■ Data records
++++++++
use clap::{Parser, Subcommand};

use std::path::PathBuf;

use super::constants::{ENV_CONFIG, ENV_DEBUG, ENV_FIELDS, ENV_HOST, ENV_PORT};

/// Input path meaning standard input
pub const STDIN_PATH: &str = "-";

#[derive(Parser)]
#[command(name = "elastic-builder")]
#[command(version, about = "Filter tree / search query codec", long_about = None)]
pub struct Cli {
    #[command(subcommand)]
    pub command: Option<Commands>,

    /// Server host address
    #[arg(long, short = 'H', global = true, env = ENV_HOST)]
    pub host: Option<String>,

    /// Server port
    #[arg(long, short = 'p', global = true, env = ENV_PORT)]
    pub port: Option<u16>,

    /// Enable debug mode (logs every decoded and encoded document)
    #[arg(long, global = true, env = ENV_DEBUG)]
    pub debug: bool,

    /// Path to config file
    #[arg(long, short = 'c', global = true, env = ENV_CONFIG)]
    pub config: Option<PathBuf>,

    /// Path to a FieldMap JSON file (overrides the config file)
    #[arg(long, short = 'f', global = true, env = ENV_FIELDS)]
    pub fields: Option<PathBuf>,
}

#[derive(Subcommand, Clone, Debug)]
pub enum Commands {
    /// Start the server (default command)
    Start,
    /// Decode a query document into a filter tree
    Decode {
        /// Query JSON file, or `-` for stdin
        #[arg(default_value = STDIN_PATH)]
        input: String,
        /// Pretty-print the output
        #[arg(long)]
        pretty: bool,
    },
    /// Encode a filter tree document into a query
    Encode {
        /// Filter tree JSON file, or `-` for stdin
        #[arg(default_value = STDIN_PATH)]
        input: String,
        /// Pretty-print the output
        #[arg(long)]
        pretty: bool,
    },
}

/// Configuration derived from CLI arguments
#[derive(Debug, Clone, Default)]
pub struct CliConfig {
    pub host: Option<String>,
    pub port: Option<u16>,
    pub debug: bool,
    pub config: Option<PathBuf>,
    pub fields: Option<PathBuf>,
}

/// Parse CLI arguments and return config with command
pub fn parse() -> (CliConfig, Option<Commands>) {
    let cli = Cli::parse();
    let config = CliConfig {
        host: cli.host,
        port: cli.port,
        debug: cli.debug,
        config: cli.config,
        fields: cli.fields,
    };
    (config, cli.command)
}
//! Transactional records as fetched from the payments backend.

use std::str::FromStr;

use chrono::{DateTime, NaiveDate, NaiveDateTime, Utc};
use rust_decimal::Decimal;
use serde::{Deserialize, Serialize};
use tallyboard_core::{AppError, AppResult, NonEmptyString};

/// Lifecycle status of one order.
#[derive(Debug, Clone, Copy, PartialEq, Eq, Hash, PartialOrd, Ord, Serialize, Deserialize)]
#[serde(rename_all = "snake_case")]
pub enum TransactionStatus {
    /// Payment captured.
    Paid,
    /// Awaiting payment.
    Pending,
    /// Payment attempt failed.
    Failed,
    /// Payment returned to the customer.
    Refunded,
    /// Order cancelled before payment.
    Cancelled,
}

/// Visual tone used when rendering a status badge.
#[derive(Debug, Clone, Copy, PartialEq, Eq, Serialize, Deserialize)]
#[serde(rename_all = "snake_case")]
pub enum BadgeTone {
    /// Positive outcome.
    Success,
    /// Needs attention.
    Warning,
    /// Negative outcome.
    Danger,
    /// Informational.
    Info,
    /// No emphasis.
    Neutral,
}

impl TransactionStatus {
    /// Returns a stable transport value for this status.
    #[must_use]
    pub fn as_str(&self) -> &'static str {
        match self {
            Self::Paid => "paid",
            Self::Pending => "pending",
            Self::Failed => "failed",
            Self::Refunded => "refunded",
            Self::Cancelled => "cancelled",
        }
    }

    /// Returns all known statuses.
    #[must_use]
    pub fn all() -> &'static [Self] {
        const ALL: &[TransactionStatus] = &[
            TransactionStatus::Paid,
            TransactionStatus::Pending,
            TransactionStatus::Failed,
            TransactionStatus::Refunded,
            TransactionStatus::Cancelled,
        ];

        ALL
    }

    /// Returns the badge tone for this status.
    #[must_use]
    pub fn badge_tone(&self) -> BadgeTone {
        match self {
            Self::Paid => BadgeTone::Success,
            Self::Pending => BadgeTone::Warning,
            Self::Failed => BadgeTone::Danger,
            Self::Refunded => BadgeTone::Info,
            Self::Cancelled => BadgeTone::Neutral,
        }
    }
}

impl FromStr for TransactionStatus {
    type Err = AppError;

    fn from_str(value: &str) -> Result<Self, Self::Err> {
        match value.trim().to_ascii_lowercase().as_str() {
            "paid" => Ok(Self::Paid),
            "pending" => Ok(Self::Pending),
            "failed" => Ok(Self::Failed),
            "refunded" => Ok(Self::Refunded),
            "cancelled" | "canceled" => Ok(Self::Cancelled),
            _ => Err(AppError::Validation(format!(
                "unknown transaction status '{value}'"
            ))),
        }
    }
}

/// One product line inside an order.
#[derive(Debug, Clone, PartialEq, Eq, Serialize, Deserialize)]
pub struct LineItem {
    /// Product display name.
    pub product_name: String,
    /// Units ordered.
    pub quantity: u32,
    /// Price of one unit.
    pub unit_price: Decimal,
}

impl LineItem {
    /// Returns `quantity * unit_price`.
    #[must_use]
    pub fn total(&self) -> Decimal {
        Decimal::from(self.quantity) * self.unit_price
    }
}

/// Immutable order record used by the analytics transforms.
#[derive(Debug, Clone, PartialEq, Eq, Serialize, Deserialize)]
pub struct TransactionRecord {
    id: NonEmptyString,
    status: TransactionStatus,
    amount: Decimal,
    occurred_at: Option<DateTime<Utc>>,
    customer_identifier: String,
    line_items: Vec<LineItem>,
}

impl TransactionRecord {
    /// Creates a validated transaction record.
    pub fn new(
        id: impl Into<String>,
        status: TransactionStatus,
        amount: Decimal,
        occurred_at: Option<DateTime<Utc>>,
        customer_identifier: impl Into<String>,
        line_items: Vec<LineItem>,
    ) -> AppResult<Self> {
        Ok(Self {
            id: NonEmptyString::new(id)?,
            status,
            amount,
            occurred_at,
            customer_identifier: customer_identifier.into(),
            line_items,
        })
    }

    /// Returns the record identifier.
    #[must_use]
    pub fn id(&self) -> &str {
        self.id.as_str()
    }

    /// Returns the record status.
    #[must_use]
    pub fn status(&self) -> TransactionStatus {
        self.status
    }

    /// Returns the order amount in currency units.
    #[must_use]
    pub fn amount(&self) -> Decimal {
        self.amount
    }

    /// Returns the payment timestamp when one is known.
    #[must_use]
    pub fn occurred_at(&self) -> Option<DateTime<Utc>> {
        self.occurred_at
    }

    /// Returns the customer identifier (usually an email).
    #[must_use]
    pub fn customer_identifier(&self) -> &str {
        self.customer_identifier.as_str()
    }

    /// Returns the ordered line items.
    #[must_use]
    pub fn line_items(&self) -> &[LineItem] {
        &self.line_items
    }

    /// Returns the paid timestamp when this record counts towards revenue.
    #[must_use]
    pub fn paid_at(&self) -> Option<DateTime<Utc>> {
        match self.status {
            TransactionStatus::Paid => self.occurred_at,
            _ => None,
        }
    }
}

/// Parses a backend timestamp, returning `None` for anything unrecognised.
///
/// Accepts RFC 3339, naive `YYYY-MM-DDTHH:MM:SS[.fff]` (read as UTC) and bare
/// `YYYY-MM-DD` dates (midnight UTC).
#[must_use]
pub fn parse_occurred_at(value: &str) -> Option<DateTime<Utc>> {
    let value = value.trim();
    if value.is_empty() {
        return None;
    }

    if let Ok(parsed) = DateTime::parse_from_rfc3339(value) {
        return Some(parsed.with_timezone(&Utc));
    }

    if let Ok(parsed) = NaiveDateTime::parse_from_str(value, "%Y-%m-%dT%H:%M:%S%.f") {
        return Some(parsed.and_utc());
    }

    if let Ok(parsed) = NaiveDateTime::parse_from_str(value, "%Y-%m-%d %H:%M:%S%.f") {
        return Some(parsed.and_utc());
    }

    NaiveDate::parse_from_str(value, "%Y-%m-%d")
        .ok()
        .and_then(|date| date.and_hms_opt(0, 0, 0))
        .map(|naive| naive.and_utc())
}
++++++++
■ WHAT TO WORK ON
In the records above, locate the lines holding the word "enum". Copy each of them.

■ SOLUTION TO THE EXERCISE
pub enum Commands {
pub enum TransactionStatus {
pub enum BadgeTone {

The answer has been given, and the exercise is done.